── Listed entries
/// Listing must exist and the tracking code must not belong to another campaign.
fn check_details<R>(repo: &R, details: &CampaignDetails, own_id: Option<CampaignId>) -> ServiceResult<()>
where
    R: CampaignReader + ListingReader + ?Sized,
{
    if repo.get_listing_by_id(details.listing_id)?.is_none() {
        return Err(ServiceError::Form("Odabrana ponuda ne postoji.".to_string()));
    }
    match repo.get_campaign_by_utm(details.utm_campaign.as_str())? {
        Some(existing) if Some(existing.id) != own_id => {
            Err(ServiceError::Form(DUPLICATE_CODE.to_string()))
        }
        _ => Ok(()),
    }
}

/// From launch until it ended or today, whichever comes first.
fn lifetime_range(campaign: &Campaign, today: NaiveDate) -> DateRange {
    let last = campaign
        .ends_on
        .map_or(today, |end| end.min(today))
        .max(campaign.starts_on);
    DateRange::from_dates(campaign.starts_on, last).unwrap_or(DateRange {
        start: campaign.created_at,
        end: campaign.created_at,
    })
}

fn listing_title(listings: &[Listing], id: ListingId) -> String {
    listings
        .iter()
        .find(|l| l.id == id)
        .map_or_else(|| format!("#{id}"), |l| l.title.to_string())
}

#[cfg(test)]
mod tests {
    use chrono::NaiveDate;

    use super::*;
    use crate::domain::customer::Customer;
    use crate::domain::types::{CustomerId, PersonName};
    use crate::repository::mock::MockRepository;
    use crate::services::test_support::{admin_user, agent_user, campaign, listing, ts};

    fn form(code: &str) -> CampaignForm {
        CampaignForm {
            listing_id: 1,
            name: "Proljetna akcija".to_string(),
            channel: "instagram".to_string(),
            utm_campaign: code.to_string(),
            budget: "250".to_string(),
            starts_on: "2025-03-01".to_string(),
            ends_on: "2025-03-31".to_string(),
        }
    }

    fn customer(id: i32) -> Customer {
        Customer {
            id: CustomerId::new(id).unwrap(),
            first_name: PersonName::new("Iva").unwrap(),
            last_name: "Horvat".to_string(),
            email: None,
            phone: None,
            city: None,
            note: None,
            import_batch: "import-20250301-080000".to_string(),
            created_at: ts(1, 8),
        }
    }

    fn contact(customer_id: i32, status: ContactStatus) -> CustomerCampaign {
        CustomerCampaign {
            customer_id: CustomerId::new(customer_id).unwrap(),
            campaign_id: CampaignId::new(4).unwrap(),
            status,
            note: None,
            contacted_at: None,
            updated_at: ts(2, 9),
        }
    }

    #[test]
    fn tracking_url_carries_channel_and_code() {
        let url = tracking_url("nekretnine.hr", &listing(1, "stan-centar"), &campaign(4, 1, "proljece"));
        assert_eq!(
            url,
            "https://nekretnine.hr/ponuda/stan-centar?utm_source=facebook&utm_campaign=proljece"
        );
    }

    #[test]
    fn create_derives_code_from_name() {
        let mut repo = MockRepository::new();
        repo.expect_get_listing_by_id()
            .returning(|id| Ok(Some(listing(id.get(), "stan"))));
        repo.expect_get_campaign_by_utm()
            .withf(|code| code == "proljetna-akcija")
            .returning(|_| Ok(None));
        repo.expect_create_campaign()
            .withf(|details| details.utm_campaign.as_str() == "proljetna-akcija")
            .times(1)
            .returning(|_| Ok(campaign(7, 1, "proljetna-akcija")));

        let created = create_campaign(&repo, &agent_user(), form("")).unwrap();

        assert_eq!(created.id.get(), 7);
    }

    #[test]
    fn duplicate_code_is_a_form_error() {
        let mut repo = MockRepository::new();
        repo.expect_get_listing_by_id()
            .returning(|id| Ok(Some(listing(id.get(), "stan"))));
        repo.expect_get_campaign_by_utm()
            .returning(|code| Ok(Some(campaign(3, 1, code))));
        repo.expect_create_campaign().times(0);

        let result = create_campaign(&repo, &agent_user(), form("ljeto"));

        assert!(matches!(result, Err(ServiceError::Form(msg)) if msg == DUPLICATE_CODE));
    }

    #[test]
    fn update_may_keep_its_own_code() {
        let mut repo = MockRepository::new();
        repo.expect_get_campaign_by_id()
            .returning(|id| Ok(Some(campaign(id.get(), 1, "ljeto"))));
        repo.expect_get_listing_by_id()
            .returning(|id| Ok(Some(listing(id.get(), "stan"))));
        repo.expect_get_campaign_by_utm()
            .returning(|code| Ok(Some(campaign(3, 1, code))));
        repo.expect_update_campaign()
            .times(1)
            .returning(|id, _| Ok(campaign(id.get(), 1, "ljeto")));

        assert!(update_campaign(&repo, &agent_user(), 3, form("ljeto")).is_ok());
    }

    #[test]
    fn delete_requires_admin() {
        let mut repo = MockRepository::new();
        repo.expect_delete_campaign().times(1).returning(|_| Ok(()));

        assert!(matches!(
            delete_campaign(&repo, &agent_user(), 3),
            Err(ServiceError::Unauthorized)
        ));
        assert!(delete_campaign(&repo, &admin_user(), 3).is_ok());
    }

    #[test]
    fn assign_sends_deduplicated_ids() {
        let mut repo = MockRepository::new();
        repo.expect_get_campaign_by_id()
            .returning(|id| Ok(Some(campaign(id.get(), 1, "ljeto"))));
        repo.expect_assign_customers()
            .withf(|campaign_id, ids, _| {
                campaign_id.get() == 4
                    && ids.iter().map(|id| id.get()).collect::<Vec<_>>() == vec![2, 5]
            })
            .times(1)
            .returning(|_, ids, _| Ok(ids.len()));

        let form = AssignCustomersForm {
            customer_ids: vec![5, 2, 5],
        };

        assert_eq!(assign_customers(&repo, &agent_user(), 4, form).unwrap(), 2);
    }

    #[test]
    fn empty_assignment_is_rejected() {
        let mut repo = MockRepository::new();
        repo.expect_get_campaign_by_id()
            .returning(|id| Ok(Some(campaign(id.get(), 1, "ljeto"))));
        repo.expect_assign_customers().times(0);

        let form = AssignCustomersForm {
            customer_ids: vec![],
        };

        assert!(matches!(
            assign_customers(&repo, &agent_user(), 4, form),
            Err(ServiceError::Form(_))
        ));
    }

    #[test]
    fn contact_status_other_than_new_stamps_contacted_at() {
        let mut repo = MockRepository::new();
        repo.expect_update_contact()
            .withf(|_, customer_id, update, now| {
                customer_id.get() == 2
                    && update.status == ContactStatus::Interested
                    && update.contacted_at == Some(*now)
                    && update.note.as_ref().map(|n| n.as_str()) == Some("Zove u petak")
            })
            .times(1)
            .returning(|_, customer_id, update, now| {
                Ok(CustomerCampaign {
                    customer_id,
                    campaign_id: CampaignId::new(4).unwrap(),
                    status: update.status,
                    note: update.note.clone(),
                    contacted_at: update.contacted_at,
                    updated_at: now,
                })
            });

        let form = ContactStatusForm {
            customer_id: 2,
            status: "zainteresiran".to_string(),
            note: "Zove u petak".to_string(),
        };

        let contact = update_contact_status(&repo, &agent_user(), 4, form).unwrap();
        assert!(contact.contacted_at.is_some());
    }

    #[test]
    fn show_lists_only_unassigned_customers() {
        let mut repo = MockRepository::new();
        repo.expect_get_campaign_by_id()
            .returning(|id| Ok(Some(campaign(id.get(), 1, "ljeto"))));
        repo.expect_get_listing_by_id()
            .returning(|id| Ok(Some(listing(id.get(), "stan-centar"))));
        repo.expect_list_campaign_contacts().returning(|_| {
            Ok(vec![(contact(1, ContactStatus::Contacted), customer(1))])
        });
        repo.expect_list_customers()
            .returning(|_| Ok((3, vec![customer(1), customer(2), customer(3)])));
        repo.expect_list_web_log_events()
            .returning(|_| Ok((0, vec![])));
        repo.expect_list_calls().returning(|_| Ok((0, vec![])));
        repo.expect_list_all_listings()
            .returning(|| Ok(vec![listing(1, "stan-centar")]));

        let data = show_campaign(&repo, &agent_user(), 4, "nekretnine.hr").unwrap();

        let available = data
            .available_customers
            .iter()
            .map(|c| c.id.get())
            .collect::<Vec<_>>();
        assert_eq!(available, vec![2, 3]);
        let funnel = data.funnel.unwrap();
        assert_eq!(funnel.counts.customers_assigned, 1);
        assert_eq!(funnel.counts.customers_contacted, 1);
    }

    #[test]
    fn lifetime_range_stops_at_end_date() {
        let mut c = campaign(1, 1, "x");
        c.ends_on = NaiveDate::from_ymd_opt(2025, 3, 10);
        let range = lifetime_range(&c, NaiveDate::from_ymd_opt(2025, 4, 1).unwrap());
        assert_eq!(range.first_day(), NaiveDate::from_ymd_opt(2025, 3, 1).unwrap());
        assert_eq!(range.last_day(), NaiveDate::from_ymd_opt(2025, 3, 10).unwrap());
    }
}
────
Only the lines above starting at the line that holds "R: CampaignReader +" and ending at the line that holds "Some(existing) if Some(existing.id)" are to be repeated, exactly and in full.

    R: CampaignReader + ListingReader + ?Sized,
{
    if repo.get_listing_by_id(details.listing_id)?.is_none() {
        return Err(ServiceError::Form("Odabrana ponuda ne postoji.".to_string()));
    }
    match repo.get_campaign_by_utm(details.utm_campaign.as_str())? {
        Some(existing) if Some(existing.id) != own_id => {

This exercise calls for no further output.